In a final hurrah LulzSec posted its last information dump – a cache of hacked data from a variety of organisations which included names, emails and passwords of thousands of online gamers. The cache, which was posted online, also included internal documents from US mobile network operator AT&T.

In a resignation statement peppered with its trademark nautical references, LulzSec made no mention of why it was disbanding.

“Our planned 50 day cruise has expired,” the statement, posted through LulzSec’s official Twitter page, read: “We must now sail into the distance, leaving behind - we hope - inspiration, fear, denial, happiness, approval, disapproval, mockery, embarrassment, thoughtfulness, jealousy, hate, even love. If anything, we hope we had a microscopic impact on someone, somewhere.”

The announcement came as a surprise to many online followers. Only last week LulzSec were boasting that they intended to publish details of new hacks tomorrow and follow up with further releases every subsequent Friday. Rival hackers and commentators believe the group’s leaders may have decided to go to ground fearing that law enforcement agents were closing in on them.

“Inevitably there will be speculation that the reason for LulzSec's apparent disbandment could be that they are worried that they have brought too much attention to themselves, and there are simply too many people (including rival hackers) attempting to uncover their true identities,” Graham Cluley, a cyber security expert at Sophos, said. “The temptation for someone connected with the group to blab about their involvement may be too great, and the chances of a member of LulzSec being careless and unwittingly failing to cover their tracks could be too big a risk to take.”

Over the weekend a string of rival hackers posted their own document dumps detailing who they believed to be some of LulzSec’s key leaders. Those named as members were said to be from the United States, Sweden and Britain.

One group, calling itself the A-Team, posted what they claimed was a full list of member details including logs from online chat conversations and offered to hand them over to the FBI.

Boasting of their success, the A-Team said LulzSec members felt they were protected by a “culture built around the anonymity of the internet.

But they added: “The internet by definition is not anonymous. Computers have to have attribution. If you trace something back far enough you can find its origins.”
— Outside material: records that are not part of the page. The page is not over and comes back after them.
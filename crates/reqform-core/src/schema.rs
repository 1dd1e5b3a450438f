//! Static layout of the six-step requirements form.
//!
//! Each step lists the fields it collects and how they are entered. The
//! controller validates exactly the fields of the current step; the terminal
//! surface uses the kinds and option lists to pick a widget.

use reqform_types::form::TOTAL_STEPS;

/// How a field is entered.
#[derive(Debug, Clone, Copy, PartialEq, Eq)]
pub enum FieldKind {
    /// Single-line free text.
    Text,
    /// Multi-line free text with a live character count.
    TextArea,
    /// Single choice from a dropdown.
    Select(&'static [&'static str]),
    /// Single choice from radio buttons.
    Radio(&'static [&'static str]),
    /// Any number of choices; stored as a list.
    Checkbox(&'static [&'static str]),
    /// Integer slider, stored as its decimal string.
    Range { min: u32, max: u32, default: u32 },
}

impl FieldKind {
    /// Whether the field stores a list rather than a single string.
    pub fn is_multi(&self) -> bool {
        matches!(self, FieldKind::Checkbox(_))
    }
}

#[derive(Debug, Clone, Copy, PartialEq, Eq)]
pub struct FieldDefinition {
    pub name: &'static str,
    pub label: &'static str,
    pub kind: FieldKind,
}

#[derive(Debug, Clone, Copy, PartialEq, Eq)]
pub struct StepDefinition {
    pub number: u8,
    pub title: &'static str,
    pub fields: &'static [FieldDefinition],
}

impl StepDefinition {
    pub fn field_names(&self) -> impl Iterator<Item = &'static str> + '_ {
        self.fields.iter().map(|f| f.name)
    }
}

const INDUSTRIES: &[&str] = &[
    "Retail",
    "Professional Services",
    "Healthcare",
    "Technology",
    "Hospitality",
    "Manufacturing",
    "Education",
    "Non-profit",
    "Other",
];

const BUSINESS_SIZES: &[&str] = &[
    "Solo",
    "Small (2-10)",
    "Medium (11-50)",
    "Large (51-200)",
    "Enterprise (200+)",
];

const PRIMARY_GOALS: &[&str] = &[
    "Generate Leads",
    "Sell Online",
    "Build Brand Awareness",
    "Provide Information",
    "Book Appointments",
];

const AGE_GROUPS: &[&str] = &["18-24", "25-34", "35-44", "45-54", "55-64", "65+"];

const TECH_COMFORT: &[&str] = &["Low", "Moderate", "High"];

const CONTACT_CHANNELS: &[&str] = &["Phone", "Email", "Live Chat", "Social Media", "In Person"];

const FEATURES: &[&str] = &[
    "Online Store",
    "Booking System",
    "Blog",
    "Contact Forms",
    "Customer Portal",
    "Newsletter Signup",
];

const CONTENT_READINESS: &[&str] = &["Ready", "Partially Ready", "Need Help"];

const TIMELINES: &[&str] = &["ASAP", "1-3 months", "3-6 months", "Flexible"];

const BUDGETS: &[&str] = &["Under $5k", "$5k-$15k", "$15k-$50k", "$50k+"];

/// The six steps, in order. `STEPS[n - 1].number == n`.
pub static STEPS: [StepDefinition; TOTAL_STEPS as usize] = [
    StepDefinition {
        number: 1,
        title: "Business Foundation",
        fields: &[
            FieldDefinition {
                name: "companyName",
                label: "Company Name",
                kind: FieldKind::Text,
            },
            FieldDefinition {
                name: "industry",
                label: "Industry",
                kind: FieldKind::Select(INDUSTRIES),
            },
            FieldDefinition {
                name: "businessSize",
                label: "Business Size",
                kind: FieldKind::Radio(BUSINESS_SIZES),
            },
            FieldDefinition {
                name: "yearsInBusiness",
                label: "Years in Business",
                kind: FieldKind::Range {
                    min: 0,
                    max: 50,
                    default: 5,
                },
            },
            FieldDefinition {
                name: "primaryGoal",
                label: "Primary Website Goal",
                kind: FieldKind::Select(PRIMARY_GOALS),
            },
        ],
    },
    StepDefinition {
        number: 2,
        title: "Business Story",
        fields: &[
            FieldDefinition {
                name: "businessStory",
                label: "Business Story",
                kind: FieldKind::TextArea,
            },
            FieldDefinition {
                name: "competitiveIntelligence",
                label: "Competitive Intelligence",
                kind: FieldKind::TextArea,
            },
            FieldDefinition {
                name: "businessModel",
                label: "Business Model",
                kind: FieldKind::TextArea,
            },
        ],
    },
    StepDefinition {
        number: 3,
        title: "Target Audience",
        fields: &[
            FieldDefinition {
                name: "customerAge",
                label: "Customer Age Groups",
                kind: FieldKind::Checkbox(AGE_GROUPS),
            },
            FieldDefinition {
                name: "techSavviness",
                label: "Tech Comfort Level",
                kind: FieldKind::Radio(TECH_COMFORT),
            },
            FieldDefinition {
                name: "contactPreference",
                label: "Contact Preferences",
                kind: FieldKind::Checkbox(CONTACT_CHANNELS),
            },
        ],
    },
    StepDefinition {
        number: 4,
        title: "Customer Insight",
        fields: &[
            FieldDefinition {
                name: "customerProfiles",
                label: "Customer Profiles",
                kind: FieldKind::TextArea,
            },
            FieldDefinition {
                name: "customerPainPoints",
                label: "Customer Pain Points",
                kind: FieldKind::TextArea,
            },
            FieldDefinition {
                name: "customerJourney",
                label: "Customer Journey",
                kind: FieldKind::TextArea,
            },
        ],
    },
    StepDefinition {
        number: 5,
        title: "Features & Content",
        fields: &[
            FieldDefinition {
                name: "desiredFeatures",
                label: "Desired Features",
                kind: FieldKind::Checkbox(FEATURES),
            },
            FieldDefinition {
                name: "contentReadiness",
                label: "Content Readiness",
                kind: FieldKind::Radio(CONTENT_READINESS),
            },
            FieldDefinition {
                name: "integrations",
                label: "Integrations",
                kind: FieldKind::TextArea,
            },
        ],
    },
    StepDefinition {
        number: 6,
        title: "Timeline & Budget",
        fields: &[
            FieldDefinition {
                name: "launchTimeline",
                label: "Launch Timeline",
                kind: FieldKind::Radio(TIMELINES),
            },
            FieldDefinition {
                name: "budgetRange",
                label: "Budget Range",
                kind: FieldKind::Radio(BUDGETS),
            },
            FieldDefinition {
                name: "additionalNotes",
                label: "Additional Notes",
                kind: FieldKind::TextArea,
            },
        ],
    },
];

/// Look up a step by its 1-based number.
pub fn step(number: u8) -> Option<&'static StepDefinition> {
    let index = usize::from(number).checked_sub(1)?;
    STEPS.get(index)
}

/// Look up a field anywhere in the form.
pub fn field(name: &str) -> Option<&'static FieldDefinition> {
    STEPS
        .iter()
        .flat_map(|s| s.fields.iter())
        .find(|f| f.name == name)
}

/// Display label for the years-in-business slider.
pub fn years_label(years: u32) -> String {
    match years {
        0 => "New".to_string(),
        50 => "50+ years".to_string(),
        n => format!("{n} years"),
    }
}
TriCk, a teenage rival hacker from Britain who was working to unmask LulzSec, told The Independent: “Lulzsec couldn’t handle the pressure from us or from the feds. We were getting close to getting them and they knew it.”

Although LulzSec generated unprecedented media coverage for their cyber assaults, they attracted fierce criticism from the underground hacking scene who wrote their work off as comparatively simple hacking and disruption techniques using other hacker's coding. Law enforcement groups will no doubt be sifting their way through much of the data that anti-LulzSec hackers have now posted.

In its parting statement LulzSec called on supporters to throw their weight behind Anonymous, the much larger hactivist network where many of the LulzSec leaders used to used to operate, and the so-called Anti-Sec movement – a term used by hacktivists to describe their anti-government, anti-authoritarian cyber protests.

“We truly believe in the AntiSec movement," the statement read. “We hope, wish, even beg, that the movement manifests itself into a revolution that can continue on without us. The support we've gathered for it in such a short space of time is truly overwhelming, and not to mention humbling. Please don't stop. Together, united, we can stomp down our common oppressors and imbue ourselves with the power and freedom we deserve.”